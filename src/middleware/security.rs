// SPDX-License-Identifier: MIT
// Copyright 2026 Roland Dreier <roland@rolandd.dev>

//! Security headers middleware.

use axum::{extract::Request, http::HeaderValue, middleware::Next, response::Response};

/// Headers set on every response. The API only ever returns JSON, so
/// nothing may be framed, sniffed or used as a document.
const SECURITY_HEADERS: [(&str, &str); 5] = [
    ("X-Content-Type-Options", "nosniff"),
    ("X-Frame-Options", "DENY"),
    ("Content-Security-Policy", "default-src 'none'; frame-ancestors 'none'"),
    ("Referrer-Policy", "no-referrer"),
    ("Cache-Control", "no-store"),
];

/// Add security headers to all responses.
pub async fn add_security_headers(req: Request, next: Next) -> Response {
    let mut response = next.run(req).await;
    let headers = response.headers_mut();

    for (name, value) in SECURITY_HEADERS {
        headers.insert(name, HeaderValue::from_static(value));
    }

    response
}
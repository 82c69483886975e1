// SPDX-License-Identifier: MIT
// Copyright 2026 Roland Dreier <roland@rolandd.dev>

//! Database layer.
//!
//! [`Database`] is the handle the rest of the crate uses. It dispatches to
//! Firestore in production or to the in-process [`MemoryDb`] for local runs
//! and tests. Every operation is a single document read or write; nothing
//! here spans a transaction.

pub mod firestore;
pub mod memory;

pub use self::firestore::FirestoreDb;
pub use self::memory::MemoryDb;

use crate::config::{Config, StorageBackend};
use crate::error::AppError;
use crate::models::{Post, User};
use uuid::Uuid;

/// Collection names as constants.
pub mod collections {
    pub const USERS: &str = "users";
    pub const POSTS: &str = "posts";
}

/// Document store handle.
#[derive(Clone)]
pub enum Database {
    Firestore(FirestoreDb),
    Memory(MemoryDb),
}

impl Database {
    /// Open the backend selected in `config`.
    pub async fn connect(config: &Config) -> Result<Self, AppError> {
        match config.storage {
            StorageBackend::Firestore => Ok(Database::Firestore(
                FirestoreDb::new(&config.gcp_project_id).await?,
            )),
            StorageBackend::Memory => {
                tracing::warn!("Using in-memory storage; data is lost on restart");
                Ok(Database::memory())
            }
        }
    }

    /// Fresh, empty in-memory store.
    pub fn memory() -> Self {
        Database::Memory(MemoryDb::new())
    }

    // ─── User Operations ─────────────────────────────────────────

    pub async fn get_user(&self, user_id: Uuid) -> Result<Option<User>, AppError> {
        match self {
            Database::Firestore(db) => db.get_user(user_id).await,
            Database::Memory(db) => Ok(db.get_user(user_id)),
        }
    }

    pub async fn get_user_by_username(&self, username: &str) -> Result<Option<User>, AppError> {
        match self {
            Database::Firestore(db) => db.get_user_by_username(username).await,
            Database::Memory(db) => Ok(db.get_user_by_username(username)),
        }
    }

    pub async fn get_user_by_email(&self, email: &str) -> Result<Option<User>, AppError> {
        match self {
            Database::Firestore(db) => db.get_user_by_email(email).await,
            Database::Memory(db) => Ok(db.get_user_by_email(email)),
        }
    }

    pub async fn upsert_user(&self, user: &User) -> Result<(), AppError> {
        match self {
            Database::Firestore(db) => db.upsert_user(user).await,
            Database::Memory(db) => {
                db.upsert_user(user);
                Ok(())
            }
        }
    }

    /// Remove a user document. No route deletes accounts; this exists for
    /// test fixtures that need a session whose user has gone away.
    pub async fn delete_user(&self, user_id: Uuid) -> Result<(), AppError> {
        match self {
            Database::Firestore(db) => db.delete_user(user_id).await,
            Database::Memory(db) => {
                db.delete_user(user_id);
                Ok(())
            }
        }
    }

    // ─── Post Operations ─────────────────────────────────────────

    pub async fn get_post(&self, post_id: Uuid) -> Result<Option<Post>, AppError> {
        match self {
            Database::Firestore(db) => db.get_post(post_id).await,
            Database::Memory(db) => Ok(db.get_post(post_id)),
        }
    }

    pub async fn upsert_post(&self, post: &Post) -> Result<(), AppError> {
        match self {
            Database::Firestore(db) => db.upsert_post(post).await,
            Database::Memory(db) => {
                db.upsert_post(post);
                Ok(())
            }
        }
    }

    pub async fn delete_post(&self, post_id: Uuid) -> Result<(), AppError> {
        match self {
            Database::Firestore(db) => db.delete_post(post_id).await,
            Database::Memory(db) => {
                db.delete_post(post_id);
                Ok(())
            }
        }
    }

    /// Posts owned by any of `authors`, newest first.
    pub async fn get_posts_by_authors(&self, authors: &[Uuid]) -> Result<Vec<Post>, AppError> {
        if authors.is_empty() {
            return Ok(Vec::new());
        }

        let mut posts = match self {
            Database::Firestore(db) => db.get_posts_by_authors(authors).await?,
            Database::Memory(db) => db.get_posts_by_authors(authors),
        };
        posts.sort_by(|a, b| b.created_at.cmp(&a.created_at));
        Ok(posts)
    }

    pub async fn get_posts_replied_by(&self, user_id: Uuid) -> Result<Vec<Post>, AppError> {
        match self {
            Database::Firestore(db) => db.get_posts_replied_by(user_id).await,
            Database::Memory(db) => Ok(db.get_posts_replied_by(user_id)),
        }
    }

    /// Rewrite the reply snapshots of `user` on every post they replied to.
    ///
    /// Each post is written independently; a failure part way through
    /// leaves earlier posts updated and later ones stale until the next
    /// profile edit. Returns the number of posts rewritten.
    pub async fn refresh_reply_snapshots(&self, user: &User) -> Result<usize, AppError> {
        let mut updated = 0;
        for mut post in self.get_posts_replied_by(user.id).await? {
            if post.refresh_reply_snapshots(user.id, &user.username, &user.profile_pic) {
                self.upsert_post(&post).await?;
                updated += 1;
            }
        }

        tracing::debug!(user_id = %user.id, updated, "Refreshed reply snapshots");
        Ok(updated)
    }
}
// SPDX-License-Identifier: MIT
// Copyright 2026 Roland Dreier <roland@rolandd.dev>

//! In-process document store.
//!
//! Mirrors the Firestore collections with one `DashMap` per collection.
//! Documents are cloned in and out, so no shard lock is ever held across
//! an `.await` by a caller.

use std::sync::Arc;

use dashmap::DashMap;
use uuid::Uuid;

use crate::models::{Post, User};

/// Memory-backed store. Cheap to clone; clones share the same data.
#[derive(Clone, Default)]
pub struct MemoryDb {
    users: Arc<DashMap<Uuid, User>>,
    posts: Arc<DashMap<Uuid, Post>>,
}

impl MemoryDb {
    pub fn new() -> Self {
        Self::default()
    }

    // ─── User Operations ─────────────────────────────────────────

    pub fn get_user(&self, user_id: Uuid) -> Option<User> {
        self.users.get(&user_id).map(|u| u.value().clone())
    }

    pub fn get_user_by_username(&self, username: &str) -> Option<User> {
        self.users
            .iter()
            .find(|u| u.username == username)
            .map(|u| u.value().clone())
    }

    pub fn get_user_by_email(&self, email: &str) -> Option<User> {
        self.users
            .iter()
            .find(|u| u.email == email)
            .map(|u| u.value().clone())
    }

    pub fn upsert_user(&self, user: &User) {
        self.users.insert(user.id, user.clone());
    }

    pub fn delete_user(&self, user_id: Uuid) {
        self.users.remove(&user_id);
    }

    // ─── Post Operations ─────────────────────────────────────────

    pub fn get_post(&self, post_id: Uuid) -> Option<Post> {
        self.posts.get(&post_id).map(|p| p.value().clone())
    }

    pub fn upsert_post(&self, post: &Post) {
        self.posts.insert(post.id, post.clone());
    }

    pub fn delete_post(&self, post_id: Uuid) {
        self.posts.remove(&post_id);
    }

    pub fn get_posts_by_authors(&self, authors: &[Uuid]) -> Vec<Post> {
        self.posts
            .iter()
            .filter(|p| authors.contains(&p.posted_by))
            .map(|p| p.value().clone())
            .collect()
    }

    pub fn get_posts_replied_by(&self, user_id: Uuid) -> Vec<Post> {
        self.posts
            .iter()
            .filter(|p| p.reply_user_ids.contains(&user_id))
            .map(|p| p.value().clone())
            .collect()
    }
}

#[cfg(test)]
mod tests {
    use super::*;

    #[test]
    fn test_clones_share_documents() {
        let db = MemoryDb::new();
        let other = db.clone();
        let user = User::new(
            "Ann".to_string(),
            "ann".to_string(),
            "ann@example.com".to_string(),
            "hash".to_string(),
        );

        db.upsert_user(&user);

        assert_eq!(other.get_user(user.id).unwrap().username, "ann");
        assert_eq!(other.get_user_by_email("ann@example.com").unwrap().id, user.id);
        assert!(other.get_user_by_username("Ann").is_none());
    }

    #[test]
    fn test_posts_by_authors_filters_owner() {
        let db = MemoryDb::new();
        let ann = Uuid::new_v4();
        let ben = Uuid::new_v4();
        db.upsert_post(&Post::new(ann, "from ann".to_string(), None));
        db.upsert_post(&Post::new(ben, "from ben".to_string(), None));

        let posts = db.get_posts_by_authors(&[ann]);
        assert_eq!(posts.len(), 1);
        assert_eq!(posts[0].posted_by, ann);
        assert!(db.get_posts_by_authors(&[]).is_empty());
    }
}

----

TASK DESCRIPTION
Using the listing above, list every line in which the string "other" occurs.

REPLY TO THE EXERCISE
        let other = db.clone();
        assert_eq!(other.get_user(user.id).unwrap().username, "ann");
        assert_eq!(other.get_user_by_email("ann@example.com").unwrap().id, user.id);
        assert!(other.get_user_by_username("Ann").is_none());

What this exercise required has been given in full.